= Diastolic depolarization =

In mammals, cardiac electrical activity originates from specialized myocytes of the sinoatrial node (SAN) which generate spontaneous and rhythmic action potentials (AP). The unique functional aspect of this type of myocyte is the absence of a stable resting potential during diastole. Electrical discharge from this cardiomyocyte may be characterized by a slow smooth transition from the Maximum Diastolic Potential (MDP, -70 mV) to the threshold (-40 mV) for the initiation of a new AP event. The voltage region encompassed by this transition is commonly known as pacemaker phase, or slow diastolic depolarization or phase 4.

The duration of this slow diastolic depolarization (pacemaker phase) thus governs the cardiac chronotropism. It is also important to point out that the modulation of the cardiac rate by the autonomic nervous system also acts on this phase. Sympathetic stimuli induce the acceleration of rate by increasing the slope of the pacemaker phase, while parasympathetic activation exerts the opposite action.

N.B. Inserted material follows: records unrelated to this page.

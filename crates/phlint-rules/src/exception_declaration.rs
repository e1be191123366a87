//! Rule enforcing exception declaration conventions.
//!
//! # Rationale
//!
//! Exception types should be recognizable from their name, live together in
//! a dedicated directory, and be chainable so a wrapped cause is never lost.
//! A declaration is treated as an exception type when it extends a type
//! whose name ends with `Exception`; this is a deliberate lexical
//! approximation, no symbol resolution is performed.
//!
//! # Configuration
//!
//! - `exceptions_directory_name`: expected parent directory basename for
//!   exception files (default: `"exceptions"`)

use phlint_core::nav;
use phlint_core::{
    Diagnostic, FileContext, Location, Rule, RuleConfig, Severity, TokenKind, TokenStream,
};

/// Rule name for exception-declaration.
pub const NAME: &str = "exception-declaration";

/// Violation code: declaration name does not end with `Exception`.
pub const CODE_NOT_ENDING_WITH_EXCEPTION: &str = "NotEndingWithException";

/// Violation code: exception constructor cannot chain a cause.
pub const CODE_NOT_CHAINABLE: &str = "NotChainable";

/// Violation code: exception file placed outside the exceptions directory.
pub const CODE_INCORRECT_EXCEPTION_DIRECTORY: &str = "IncorrectExceptionDirectory";

/// Configuration key for the expected directory basename.
const DIRECTORY_OPTION: &str = "exceptions_directory_name";

/// Default expected directory basename.
const DEFAULT_DIRECTORY: &str = "exceptions";

/// The suffix that classifies a type name as an exception.
const EXCEPTION_SUFFIX: &str = "Exception";

/// The fully qualified throwable root type.
const THROWABLE: &str = "\\Throwable";

/// Checks naming, directory placement and constructor chainability of
/// exception class and interface declarations.
#[derive(Debug, Clone)]
pub struct ExceptionDeclaration {
    /// Custom severity.
    pub severity: Severity,
}

impl Default for ExceptionDeclaration {
    fn default() -> Self {
        Self::new()
    }
}

impl ExceptionDeclaration {
    /// Creates a new rule with default settings.
    #[must_use]
    pub fn new() -> Self {
        Self {
            severity: Severity::Error,
        }
    }

    /// Sets the severity level.
    #[must_use]
    pub fn severity(mut self, severity: Severity) -> Self {
        self.severity = severity;
        self
    }

    fn check_exception_name(
        &self,
        ctx: &FileContext,
        stream: &TokenStream,
        decl_pos: usize,
        diagnostics: &mut Vec<Diagnostic>,
    ) {
        let Some(name) = nav::declaration_name(stream, decl_pos) else {
            return;
        };
        if !nav::ends_with(name, EXCEPTION_SUFFIX) {
            diagnostics.push(Diagnostic::new(
                CODE_NOT_ENDING_WITH_EXCEPTION,
                NAME,
                self.severity,
                Location::new(ctx.path, stream[decl_pos].line),
                format!("Exception class name \"{name}\" must end with \"Exception\"."),
            ));
        }
    }

    fn check_exception_directory(
        &self,
        ctx: &FileContext,
        stream: &TokenStream,
        decl_pos: usize,
        config: &RuleConfig,
        diagnostics: &mut Vec<Diagnostic>,
    ) {
        let expected = config.get_str(DIRECTORY_OPTION, DEFAULT_DIRECTORY);
        let actual = ctx.parent_directory_name();
        if actual != expected {
            diagnostics.push(Diagnostic::new(
                CODE_INCORRECT_EXCEPTION_DIRECTORY,
                NAME,
                self.severity,
                Location::new(ctx.path, stream[decl_pos].line),
                format!(
                    "Exception file \"{}\" must be placed in \"{expected}\" directory (is in \"{actual}\").",
                    ctx.file_name(),
                ),
            ));
        }
    }

    fn check_chainability(
        &self,
        ctx: &FileContext,
        stream: &TokenStream,
        decl_pos: usize,
        diagnostics: &mut Vec<Diagnostic>,
    ) {
        // No explicit constructor means the inherited one stays chainable.
        let Some(ctor_pos) = nav::find_constructor(stream, decl_pos) else {
            return;
        };

        let location = Location::new(ctx.path, stream[ctor_pos].line);
        let types = nav::parameter_types(stream, ctor_pos);

        let Some(last) = types.last() else {
            diagnostics.push(Diagnostic::new(
                CODE_NOT_CHAINABLE,
                NAME,
                self.severity,
                location,
                "Exception is not chainable. It must have optional \\Throwable as last constructor argument.",
            ));
            return;
        };

        let Some(type_name) = last else {
            diagnostics.push(Diagnostic::new(
                CODE_NOT_CHAINABLE,
                NAME,
                self.severity,
                location,
                "Exception is not chainable. It must have optional \\Throwable as last constructor argument and has none.",
            ));
            return;
        };

        // Type-only check: a default value is never verified, and any type
        // name ending in "Exception" is accepted without proving it is
        // actually throwable.
        if type_name != THROWABLE && !nav::ends_with(type_name, EXCEPTION_SUFFIX) {
            diagnostics.push(Diagnostic::new(
                CODE_NOT_CHAINABLE,
                NAME,
                self.severity,
                location,
                format!(
                    "Exception is not chainable. It must have optional \\Throwable as last constructor argument and has \"{type_name}\"."
                ),
            ));
        }
    }
}

impl Rule for ExceptionDeclaration {
    fn name(&self) -> &'static str {
        NAME
    }

    fn description(&self) -> &'static str {
        "Checks naming, placement and chainability of exception declarations"
    }

    fn default_severity(&self) -> Severity {
        self.severity
    }

    fn triggers(&self) -> &'static [TokenKind] {
        &[TokenKind::Class, TokenKind::Interface]
    }

    fn check(
        &self,
        ctx: &FileContext,
        stream: &TokenStream,
        pos: usize,
        config: &RuleConfig,
    ) -> Vec<Diagnostic> {
        let Some(supertype) = nav::declared_supertype(stream, pos) else {
            return Vec::new(); // does not extend anything
        };

        if !nav::ends_with(&supertype, EXCEPTION_SUFFIX) {
            return Vec::new(); // does not extend an exception type
        }

        tracing::debug!(supertype = %supertype, "declaration treated as exception type");

        let mut diagnostics = Vec::new();
        self.check_exception_name(ctx, stream, pos, &mut diagnostics);
        self.check_exception_directory(ctx, stream, pos, config, &mut diagnostics);
        self.check_chainability(ctx, stream, pos, &mut diagnostics);
        diagnostics
    }
}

The amount of net inward current required to move the cell membrane potential during the pacemaker phase is extremely small, in the order of few pAs, but this net flux arises from the time to time changing contribution of several currents that flow with different voltage and time dependence. Evidence in support of the active presence of K^{+}, Ca^{2+} , Na^{+} channels and Na^{+}/K^{+} exchanger during the pacemaker phase have been variously reported in the literature, but several indications point to the funny current (I_{f}) as one of the most important. There is now substantial evidence that also sarcoplasmic reticulum (SR) Ca^{2+} -transients participate in the generation of the diastolic depolarization via a process involving the Na–Ca exchanger.